A moment, a life, a dream, a love, a hope, a cry,
Monday, June 18, 2012
I have been wanting to write, staring in front of the monitor for a while and suddenly my mind went blank, not knowing were to begin and how to write my thoughts.
It's been a week that I have been feeling lazy, my body keeps on moving like a race horse who needs to got to the finish line but my mind is just focus on one goal and that is to finished the tasks i have in hand. Working in the morning, taking care of the kids and eventually filling even a single page on my site. It's a good feeling that after almost a month, we have eventually found a house help and i just hope that this one could last.

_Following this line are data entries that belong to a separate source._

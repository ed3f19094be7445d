//! Harvesting-envelope documents around the resource records.
//!
//! Single-record and list documents, the endpoint self-description, and the
//! enumeration documents (sets, metadata formats, identifiers). List
//! assembly never aborts on a single bad record: the record is skipped and
//! the failure goes to the error sink.

use crate::builder::{dc_builder, oai_header_builder, BuildContext, BuildMode};
use crate::capabilities::mech;
use crate::error::{BuildError, OaiFault};
use crate::makers::RecordAssembler;
use crate::meta::MetaScope;
use crate::model::{self, oai, oai_dc};
use crate::resource::{default_sets, Resource, ResourceStatus};
use crate::xml::Node;
use chrono::{DateTime, Utc};
use std::collections::BTreeSet;

pub const PROTOCOL_VERSION: &str = "2.0";
pub const EARLIEST_DATESTAMP: &str = "1970-01-01T00:00:00Z";
pub const DELETED_RECORD_POLICY: &str = "transient";
pub const GRANULARITY: &str = "YYYY-MM-DDThh:mm:ssZ";

/// Wire format for datestamps at the declared granularity.
pub fn format_datestamp(when: DateTime<Utc>) -> String {
    when.format("%Y-%m-%dT%H:%M:%SZ").to_string()
}

/// The two dissemination formats of the envelope.
#[derive(Debug, Clone, Copy, PartialEq, Eq)]
pub enum RecordFormat {
    /// The minimal common bibliographic format.
    OaiDc,
    /// The full resource-description format.
    IvoVor,
}

impl RecordFormat {
    pub fn prefix(self) -> &'static str {
        match self {
            RecordFormat::OaiDc => "oai_dc",
            RecordFormat::IvoVor => "ivo_vor",
        }
    }

    pub fn from_prefix(prefix: &str) -> Result<Self, OaiFault> {
        match prefix {
            "oai_dc" => Ok(RecordFormat::OaiDc),
            "ivo_vor" => Ok(RecordFormat::IvoVor),
            other => Err(OaiFault::CannotDisseminateFormat(other.to_string())),
        }
    }
}

fn header_element(resource: &Resource, ctx: &BuildContext<'_>) -> Result<Node, BuildError> {
    let mut header = oai::header();
    if resource.status == ResourceStatus::Deleted {
        header.set_attr("status", "deleted");
    }
    header.push(oai_header_builder().build(&resource.meta, ctx)?);
    let sets: BTreeSet<&str> = resource
        .publications
        .iter()
        .flat_map(|p| p.sets.iter().map(String::as_str))
        .collect();
    for set in sets {
        header.push(oai::set_spec().with_text(set));
    }
    Ok(header)
}

/// The metadata body in the requested format, `None` for tombstones.
fn metadata_body(
    asm: &RecordAssembler,
    resource: &Resource,
    set_names: &BTreeSet<String>,
    mode: BuildMode,
    format: RecordFormat,
) -> Result<Option<Node>, BuildError> {
    if resource.status == ResourceStatus::Deleted {
        return Ok(None);
    }
    match format {
        RecordFormat::IvoVor => asm.resource_document(resource, set_names, mode),
        RecordFormat::OaiDc => {
            let ctx = BuildContext::new(asm.config(), mode, resource);
            Ok(Some(
                oai_dc::dc().with(dc_builder().build(&resource.meta, &ctx)?),
            ))
        }
    }
}

/// One record: header plus, for live resources, the metadata body.
pub fn record_element(
    asm: &RecordAssembler,
    resource: &Resource,
    set_names: &BTreeSet<String>,
    mode: BuildMode,
    format: RecordFormat,
) -> Result<Node, BuildError> {
    let ctx = BuildContext::new(asm.config(), mode, resource);
    let mut record = oai::record().with(header_element(resource, &ctx)?);
    if let Some(body) = metadata_body(asm, resource, set_names, mode, format)? {
        record.push(oai::metadata().with(body));
    }
    Ok(record)
}

/// A list document over as many of `resources` as could be built. A failing
/// record is skipped and reported; the list itself always comes back.
pub fn list_records_element(
    asm: &RecordAssembler,
    resources: &[Resource],
    set_names: &BTreeSet<String>,
    mode: BuildMode,
    format: RecordFormat,
) -> Node {
    let mut list = oai::list_records();
    for resource in resources {
        match record_element(asm, resource, set_names, mode, format) {
            Ok(record) => list.push(record),
            Err(BuildError::MissingMeta(key)) => {
                tracing::error!(
                    resource = %resource.qualified_id(),
                    key = %key,
                    "cannot build record, mandatory meta missing; record skipped"
                );
            }
            Err(err) => {
                tracing::error!(
                    resource = %resource.qualified_id(),
                    error = %err,
                    "cannot build record; record skipped"
                );
            }
        }
    }
    list
}

pub fn list_identifiers_element(
    asm: &RecordAssembler,
    resources: &[Resource],
    mode: BuildMode,
) -> Node {
    let mut list = oai::list_identifiers();
    for resource in resources {
        let ctx = BuildContext::new(asm.config(), mode, resource);
        match header_element(resource, &ctx) {
            Ok(header) => list.push(header),
            Err(err) => {
                tracing::error!(
                    resource = %resource.qualified_id(),
                    error = %err,
                    "cannot build record header; identifier skipped"
                );
            }
        }
    }
    list
}

/// A single-record document, or the protocol signal when none can be built.
pub fn get_record_element(
    asm: &RecordAssembler,
    resource: &Resource,
    mode: BuildMode,
    format: RecordFormat,
) -> Result<Node, OaiFault> {
    match record_element(asm, resource, &default_sets(), mode, format) {
        Ok(record) => Ok(oai::get_record().with(record)),
        Err(err) => {
            tracing::error!(
                resource = %resource.qualified_id(),
                error = %err,
                "single-record request failed"
            );
            Err(OaiFault::IdDoesNotExist(
                resource
                    .ivoid()
                    .unwrap_or_else(|| resource.qualified_id()),
            ))
        }
    }
}

pub fn list_sets_element<'a>(set_names: impl IntoIterator<Item = &'a str>) -> Node {
    let mut node = oai::list_sets();
    for name in set_names {
        node.push(
            oai::set()
                .with(oai::set_spec().with_text(name))
                .with(oai::set_name().with_text(name)),
        );
    }
    node
}

pub fn list_metadata_formats_element() -> Node {
    let mut node = oai::list_metadata_formats();
    for format in model::METADATA_FORMATS {
        node.push(
            oai::metadata_format()
                .with(oai::metadata_prefix().with_text(format.prefix))
                .with(oai::schema().with_text(format.schema))
                .with(oai::metadata_namespace().with_text(format.namespace)),
        );
    }
    node
}

/// The harvesting endpoint's access URL: an explicit one on the harvest
/// publication wins over the derived default.
fn harvest_base_url(registry: &Resource) -> Option<String> {
    for publication in &registry.publications {
        if publication.mechanism == mech::HARVEST {
            if let Some(url) = publication.meta.text("accessURL", false) {
                return Some(url);
            }
        }
    }
    registry.derived_url("harvest")
}

/// The endpoint self-description, its own resource record embedded.
pub fn identify_element(
    asm: &RecordAssembler,
    registry: &Resource,
    mode: BuildMode,
) -> Result<Node, BuildError> {
    Ok(oai::identify()
        .with(oai::repository_name().with_text(registry.meta.required_text("title")?))
        .with(oai::base_url().with_text(harvest_base_url(registry).unwrap_or_default()))
        .with(oai::protocol_version().with_text(PROTOCOL_VERSION))
        .with(oai::admin_email().with_text(registry.meta.text_or("contact.email", "")))
        .with(oai::earliest_datestamp().with_text(EARLIEST_DATESTAMP))
        .with(oai::deleted_record().with_text(DELETED_RECORD_POLICY))
        .with(oai::granularity().with_text(GRANULARITY))
        .with(
            oai::description().with(asm.resource_document(registry, &default_sets(), mode)?),
        ))
}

Although my mind is filled with different things and ideas which I wanted to write but my body especially my hand is just too tired. I used to be a working student, working in the morning and studying at night but I guess things are more different right now and given the fact that I am not getting any younger. I have already abused myself when i am still a student and in my prime age who hopes to fulfill her dreams juggling work and studies to finish something and earned a degree but now, things are still the same although there maybe slight differences because before, I used to do all this things just for myself but now, i need to double time and work extra harder not just for me but for our two kids.
So, if i stop, my life would eventually change. So, as much as I wanted to just stop and be free of all of this, i don't see any point of doing so for now. I believe that this is not the time to stop and be wary of the things you know might not eventually happen . What I need to keep in mind is the fact that I am now a wife and a mother and i need to believe in myself more than anyone.